For Versagi Consulting's business needs, this website serves as institutional advertising, continually reminding prospective customers that we are here and about the services we offer. The "vanity" part comes through the satisfaction of knowing that Royal Oakers are paying attention, of hearing our non-business phrases and themes mentioned at City Commission meetings and in social and business gatherings about town.

Which leads to yet another advantage through which a civically focused website can supplement, but cannot replace, newspapers: Readers can and do react immediately, have their reaction immediately acknowledged, and -- only if they choose -- become a part of the "archives,"  whatever the topic.

FJV April 2004

What/Why is VersagiVoice?
Several new readers and two or three Internet commentators have expressed puzzlement over (1) what to call  VersagiVoice -- website? newsletter? blog? -- and (2) what its purpose is.

Think of VersagiVoice as an extended table conversation. In a sense, it's a personal journal that I share with other minds.
Many of my readers also engage me in conversation privately and in civic gatherings, but obviously VersagiVoice reaches a wider audience. I have labeled the package a "vanity website," both because it's a hobby now that I'm retired and because it does impact civic/political dialogue in Royal Oak. [
See]


Sometimes, I simply report what's going on; other times I opine about the reports. The topics I write about may be my choice or reflect readers' suggestions. As in table conversation, sometimes several points of view emerge, but I make it clear when it is I pontificating. My coverage of events is impressionistic, not journalistic, making it appropriate for me to comment, for example, about the tone as well as the content of public meetings and to praise or criticize the performance of public figures or civic notables. Those individuals know where I live, of course, and can have-at-me either for publication or privately, as they prefer.

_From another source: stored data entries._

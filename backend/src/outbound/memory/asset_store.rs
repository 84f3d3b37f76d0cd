//! Object store held in a map.

use std::collections::HashMap;
use std::sync::Mutex;

use async_trait::async_trait;
use bytes::Bytes;
use tracing::debug;

use super::lock;
use crate::domain::AssetKey;
use crate::domain::ports::{AssetReference, AssetStore, AssetStoreError};

/// [`AssetStore`] keeping objects in memory; later writes replace earlier ones.
#[derive(Debug, Default)]
pub struct InMemoryAssetStore {
    container: String,
    objects: Mutex<HashMap<AssetKey, Bytes>>,
    next_failure: Mutex<Option<AssetStoreError>>,
    puts: Mutex<usize>,
}

impl InMemoryAssetStore {
    /// Create an empty store named `container`.
    pub fn new(container: impl Into<String>) -> Self {
        Self {
            container: container.into(),
            ..Self::default()
        }
    }

    /// Make the next `put` fail with `error`.
    pub fn fail_next(&self, error: AssetStoreError) {
        *lock(&self.next_failure) = Some(error);
    }

    /// Contents stored under `key`.
    pub fn object(&self, key: &str) -> Option<Bytes> {
        lock(&self.objects)
            .iter()
            .find(|(stored, _)| stored.as_ref() == key)
            .map(|(_, data)| data.clone())
    }

    /// Number of stored objects.
    pub fn len(&self) -> usize {
        lock(&self.objects).len()
    }

    /// Whether the store holds no objects.
    pub fn is_empty(&self) -> bool {
        self.len() == 0
    }

    /// Number of `put` calls received, failed ones included.
    pub fn put_count(&self) -> usize {
        *lock(&self.puts)
    }
}

#[async_trait]
impl AssetStore for InMemoryAssetStore {
    async fn put(&self, key: &AssetKey, data: Bytes) -> Result<AssetReference, AssetStoreError> {
        *lock(&self.puts) += 1;
        if let Some(error) = lock(&self.next_failure).take() {
            return Err(error);
        }
        debug!(asset_key = %key, bytes = data.len(), "storing object in memory");
        lock(&self.objects).insert(key.clone(), data);
        Ok(AssetReference {
            container: self.container.clone(),
            key: key.clone(),
            version: None,
        })
    }
}

#[cfg(test)]
mod tests {
    use super::*;
    use rstest::rstest;

    #[rstest]
    #[tokio::test]
    async fn later_writes_replace_earlier_ones() {
        let store = InMemoryAssetStore::new("images");
        let key = AssetKey::new("lobby.jpg").expect("key");

        store.put(&key, Bytes::from_static(b"old")).await.expect("first put");
        let reference = store.put(&key, Bytes::from_static(b"new")).await.expect("second put");

        assert_eq!(reference.container, "images");
        assert_eq!(store.len(), 1);
        assert_eq!(store.object("lobby.jpg"), Some(Bytes::from_static(b"new")));
    }

    #[rstest]
    #[tokio::test]
    async fn injected_failure_applies_once() {
        let store = InMemoryAssetStore::new("images");
        let key = AssetKey::new("pool.jpg").expect("key");
        store.fail_next(AssetStoreError::unavailable("maintenance"));

        assert!(store.put(&key, Bytes::new()).await.is_err());
        assert!(store.put(&key, Bytes::new()).await.is_ok());
        assert_eq!(store.put_count(), 2);
    }
}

Swiping a slogan from BBC, my homepage states "Inform, Educate, Entertain." Straight news is to inform. Opinion is either to educate or to entertain, sometimes both. -- FJV: Feb 2010

Why have off-the-record conversations?
Regular VersagiVoice readers occasionally encounter me -- in Jimi's Restaurant, for example -- having a conversation with a public official or a civic notable. After a few weeks, some approach me and ask why nothing had been published naming that man or woman. A few go further and ask the purpose of what I call "no-notes-taken" chats. State secrets? Skullduggery? Personal attacks?

Even during an on-the-record conversation, we may go off-the-record several times. To what purpose?
A functional answer was supplied recently by a former editor The Christian Science Monitor: Such background exchanges provide "some useful scuttlebutt helpful for pursuing leads, forming judgments, and shaping coverage."